BroncoBot wrote: Tue Feb 27, 2018 12:34 pm
jvquarterback wrote: Tue Feb 27, 2018 12:27 pm But real education, just like transportation, communication and every other good would improve in quality, safety, and volume if we got the government out of the industry. And the data support this to a greater degree than the data support any sort of gun control, which, once again is my point.

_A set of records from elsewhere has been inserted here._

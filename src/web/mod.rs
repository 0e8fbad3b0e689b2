// src/web/mod.rs
pub mod admin_handlers;
pub mod assignment_handlers;
pub mod auth_handlers;
pub mod board_handlers;
pub mod file_handlers;
pub mod flash;
pub mod mw_auth;
pub mod mw_role;
pub mod routes;
pub mod user_handlers;
use std::fmt::Write as _;

use crate::api::TranslationApi;
use crate::bulk::{BulkDialog, BulkOutcome};
use crate::executor::{ForwardOutcome, InverseOutcome};
use crate::filters::FilterKey;
use crate::history::UndoId;
use crate::models::{BulkAction, Translation, TranslationId};
use crate::notify::{Notification, NotificationId, NotificationLevel};
use crate::session::{Activation, ReviewSession};

pub const HELP: &str = "\
Commands:
  list                          show the current page
  page N | rows N               change page / rows per page
  approve ID | reject ID        review one translation
  edit ID <source> | <target>   change the texts (status goes back to pending)
  undo [UNDO-ID]                undo the latest or a specific action
  select ID... | unselect ID... change the selection
  select-all | clear            select every visible row / clear the selection
  bulk approve|reject           open the bulk confirmation
  confirm | cancel              answer the bulk confirmation
  filter KEY VALUE              KEY: source target status from to reviewer search
  unfilter KEY | unfilter-all   remove filters
  notes | dismiss N | act N     list, dismiss or activate notifications
  languages | history           reference data / undo history
  help | quit";

#[derive(Debug, Clone, PartialEq, Eq)]
pub enum Command {
    List,
    Page(u32),
    Rows(u32),
    Approve(TranslationId),
    Reject(TranslationId),
    Edit {
        id: TranslationId,
        source_text: String,
        target_text: String,
    },
    Undo(Option<UndoId>),
    Select(Vec<TranslationId>),
    Unselect(Vec<TranslationId>),
    SelectAll,
    Clear,
    Bulk(BulkAction),
    Confirm,
    Cancel,
    Filter(FilterKey, String),
    Unfilter(FilterKey),
    UnfilterAll,
    Notes,
    Dismiss(u64),
    Act(u64),
    Languages,
    History,
    Help,
    Quit,
}

fn number<T: std::str::FromStr>(raw: Option<&str>, what: &str) -> Result<T, String> {
    let raw = raw.ok_or_else(|| format!("missing {}", what))?;
    raw.parse()
        .map_err(|_| format!("'{}' is not a valid {}", raw, what))
}

fn ids(rest: &str) -> Result<Vec<TranslationId>, String> {
    let ids: Vec<TranslationId> = rest
        .split_whitespace()
        .map(|raw| number(Some(raw), "id"))
        .collect::<Result<_, _>>()?;
    if ids.is_empty() {
        return Err("expected at least one id".to_string());
    }
    Ok(ids)
}

pub fn parse(line: &str) -> Result<Command, String> {
    let line = line.trim();
    let (word, rest) = line.split_once(char::is_whitespace).unwrap_or((line, ""));
    let rest = rest.trim();
    let mut args = rest.split_whitespace();

    let command = match word {
        "list" | "ls" => Command::List,
        "page" => Command::Page(number(args.next(), "page")?),
        "rows" => Command::Rows(number(args.next(), "row count")?),
        "approve" => Command::Approve(number(args.next(), "id")?),
        "reject" => Command::Reject(number(args.next(), "id")?),
        "edit" => {
            let id = number(args.next(), "id")?;
            let texts = rest
                .split_once(char::is_whitespace)
                .map(|(_, texts)| texts)
                .unwrap_or("");
            let (source, target) = texts
                .split_once('|')
                .ok_or("usage: edit ID <source> | <target>")?;
            Command::Edit {
                id,
                source_text: source.trim().to_string(),
                target_text: target.trim().to_string(),
            }
        }
        "undo" => match args.next() {
            Some(raw) => Command::Undo(Some(number(Some(raw), "undo id")?)),
            None => Command::Undo(None),
        },
        "select" => Command::Select(ids(rest)?),
        "unselect" => Command::Unselect(ids(rest)?),
        "select-all" => Command::SelectAll,
        "clear" => Command::Clear,
        "bulk" => match args.next() {
            Some("approve") => Command::Bulk(BulkAction::Approve),
            Some("reject") => Command::Bulk(BulkAction::Reject),
            _ => return Err("usage: bulk approve|reject".to_string()),
        },
        "confirm" | "yes" => Command::Confirm,
        "cancel" | "no" => Command::Cancel,
        "filter" => {
            let key: FilterKey = args.next().ok_or("usage: filter KEY VALUE")?.parse()?;
            let value = rest
                .split_once(char::is_whitespace)
                .map(|(_, value)| value.trim())
                .unwrap_or("");
            Command::Filter(key, value.to_string())
        }
        "unfilter" => Command::Unfilter(args.next().ok_or("usage: unfilter KEY")?.parse()?),
        "unfilter-all" => Command::UnfilterAll,
        "notes" => Command::Notes,
        "dismiss" => Command::Dismiss(number(args.next(), "notification number")?),
        "act" => Command::Act(number(args.next(), "notification number")?),
        "languages" => Command::Languages,
        "history" => Command::History,
        "help" | "?" => Command::Help,
        "quit" | "exit" => Command::Quit,
        "" => return Err("empty command".to_string()),
        other => return Err(format!("unknown command '{}' (try 'help')", other)),
    };
    Ok(command)
}

pub fn render_rows(rows: &[Translation], selected: &[TranslationId]) -> String {
    if rows.is_empty() {
        return "No translations found.".to_string();
    }
    let mut out = String::new();
    for row in rows {
        let mark = if selected.contains(&row.id) { "[x]" } else { "[ ]" };
        let _ = writeln!(
            out,
            "{} #{:<5} {:<9} {} -> {}: {} => {}",
            mark,
            row.id,
            row.status.as_str(),
            row.source_language.iso_code,
            row.target_language.iso_code,
            row.source_text,
            row.target_text
        );
    }
    out.trim_end().to_string()
}

pub fn render_notification(note: &Notification) -> String {
    let level = match note.level {
        NotificationLevel::Success => "ok",
        NotificationLevel::Error => "error",
        NotificationLevel::Info => "info",
        NotificationLevel::Warning => "warn",
    };
    let mut line = format!("({}) [{}] {}", note.id, level, note.title);
    if let Some(detail) = &note.detail {
        let _ = write!(line, ": {}", detail);
    }
    if note.undo_available() {
        line.push_str("  [act: undo]");
    } else if note.retry.is_some() {
        line.push_str("  [act: retry]");
    }
    line
}

fn describe_forward(outcome: &ForwardOutcome) -> String {
    match outcome {
        ForwardOutcome::Applied { undo_id, updated } => {
            format!("#{} is now {} ({})", updated.id, updated.status, undo_id)
        }
        ForwardOutcome::Failed(e) => format!("failed: {}", e.detail()),
        ForwardOutcome::Discarded => "discarded".to_string(),
    }
}

fn describe_inverse(outcome: &InverseOutcome) -> String {
    match outcome {
        InverseOutcome::NotFound => "nothing to undo".to_string(),
        InverseOutcome::Reverted(row) => format!("#{} restored to {}", row.id, row.status),
        InverseOutcome::Failed(e) => format!("undo failed: {}", e.detail()),
        InverseOutcome::Discarded => "discarded".to_string(),
    }
}

/// Result of running one command.
#[derive(Debug, Clone, PartialEq, Eq)]
pub enum Reply {
    Output(String),
    Quit,
}

pub async fn execute<A: TranslationApi>(session: &ReviewSession<A>, command: Command) -> Reply {
    let out = match command {
        Command::List => {
            let rows = session.rows();
            format!(
                "Page {} ({} per page, {} total)\n{}",
                session.page(),
                session.rows_per_page(),
                session.total(),
                render_rows(&rows, &session.selected_ids())
            )
        }
        Command::Page(page) => {
            session.set_page(page).await;
            format!("page {}", session.page())
        }
        Command::Rows(rows) => {
            session.set_rows_per_page(rows).await;
            format!("{} rows per page", session.rows_per_page())
        }
        Command::Approve(id) => describe_forward(&session.approve(id).await),
        Command::Reject(id) => describe_forward(&session.reject(id).await),
        Command::Edit {
            id,
            source_text,
            target_text,
        } => describe_forward(&session.edit(id, &source_text, &target_text).await),
        Command::Undo(Some(id)) => describe_inverse(&session.undo(id).await),
        Command::Undo(None) => describe_inverse(&session.undo_last().await),
        Command::Select(ids) => {
            for id in ids {
                session.select_row(id, true);
            }
            format!("{} selected", session.selected_ids().len())
        }
        Command::Unselect(ids) => {
            for id in ids {
                session.select_row(id, false);
            }
            format!("{} selected", session.selected_ids().len())
        }
        Command::SelectAll => {
            session.select_all(true);
            format!("{} selected", session.selected_ids().len())
        }
        Command::Clear => {
            session.clear_selection();
            "selection cleared".to_string()
        }
        Command::Bulk(action) => {
            let count = session.selected_ids().len();
            if count == 0 {
                "select some translations first".to_string()
            } else if match action {
                BulkAction::Approve => session.handle_bulk_approve(),
                BulkAction::Reject => session.handle_bulk_reject(),
            } {
                format!("{} {} translations? (confirm / cancel)", action.verb(), count)
            } else {
                "a bulk update is already running".to_string()
            }
        }
        Command::Confirm => match session.handle_bulk_confirm().await {
            BulkOutcome::NothingToDo => match session.bulk_state() {
                BulkDialog::Idle => "nothing to confirm".to_string(),
                _ => "no translations selected".to_string(),
            },
            BulkOutcome::Busy => "a bulk update is already running".to_string(),
            BulkOutcome::TransportFailed(e) => format!("bulk update failed: {}", e.detail()),
            BulkOutcome::Completed(result) => format!(
                "{} {}, {} failed",
                result.succeeded_ids.len(),
                result.action.past_tense(),
                result.failed_ids.len()
            ),
            BulkOutcome::Discarded => "discarded".to_string(),
        },
        Command::Cancel => {
            if session.handle_bulk_dialog_close() {
                "cancelled".to_string()
            } else {
                "nothing to cancel".to_string()
            }
        }
        Command::Filter(key, value) => match session.set_filter(key, &value) {
            Ok(()) => format!("filter {} = '{}'", key, value),
            Err(e) => e.detail(),
        },
        Command::Unfilter(key) => {
            session.remove_filter(key).await;
            format!("filter {} removed", key)
        }
        Command::UnfilterAll => {
            session.clear_filters().await;
            "filters cleared".to_string()
        }
        Command::Notes => {
            let notes = session.notifications();
            if notes.is_empty() {
                "no notifications".to_string()
            } else {
                notes
                    .iter()
                    .map(render_notification)
                    .collect::<Vec<_>>()
                    .join("\n")
            }
        }
        Command::Dismiss(raw) => {
            if session.dismiss(NotificationId::from_raw(raw)) {
                "dismissed".to_string()
            } else {
                "no such notification".to_string()
            }
        }
        Command::Act(raw) => match session.activate(NotificationId::from_raw(raw)).await {
            Activation::Nothing => "nothing to do".to_string(),
            Activation::Undone(outcome) => describe_inverse(&outcome),
            Activation::Retried(outcome) => describe_forward(&outcome),
            Activation::BulkReopened(action) => {
                format!("{} selected translations again? (confirm / cancel)", action.verb())
            }
            Activation::Reloaded(ok) => {
                if ok { "reloaded".to_string() } else { "reload failed".to_string() }
            }
        },
        Command::Languages => match session.languages().await {
            Ok(languages) => languages
                .iter()
                .map(|l| format!("{:>3} {} ({})", l.id, l.name, l.iso_code))
                .collect::<Vec<_>>()
                .join("\n"),
            Err(e) => e.detail(),
        },
        Command::History => {
            let entries = session.history();
            if entries.is_empty() {
                "undo history is empty".to_string()
            } else {
                entries
                    .iter()
                    .map(|e| format!("{} {}", e.id, e.description))
                    .collect::<Vec<_>>()
                    .join("\n")
            }
        }
        Command::Help => HELP.to_string(),
        Command::Quit => return Reply::Quit,
    };
    Reply::Output(out)
}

I think the real reason people are hesitant to get on board with this idea, is that certain services may get more expensive. It wouldn't be subsidized. However, I believe that govt involvement in upper education is a huge reason we are having such enormous amounts of debt coming out of school. Schools know they can increase tuition every year and the govt will continue to pay the loans. It gets to the point that the degree isn't worth it, not even close in some cases.

Let the market decide.
I do not believe the data supports the notion that the market always produce a better result in every instance and in every market, and I am a firm believer in the marketplace. But consider higher education. There has been a lot of growth in for-profit higher education institutions and yet I think the lasting legacy flowing from these schools is significantly higher debt. Right now, for what I am aware, of the schools where students have the worst debt problems, 13 come from for-profit institutions. And the quality of the education these students received is such that many of them cannot find employment. Publically funded higher education has been a benefit to our country. Is it perfect? No. But there is no evidence I am aware of that States defunding their universities would result in a better outcome.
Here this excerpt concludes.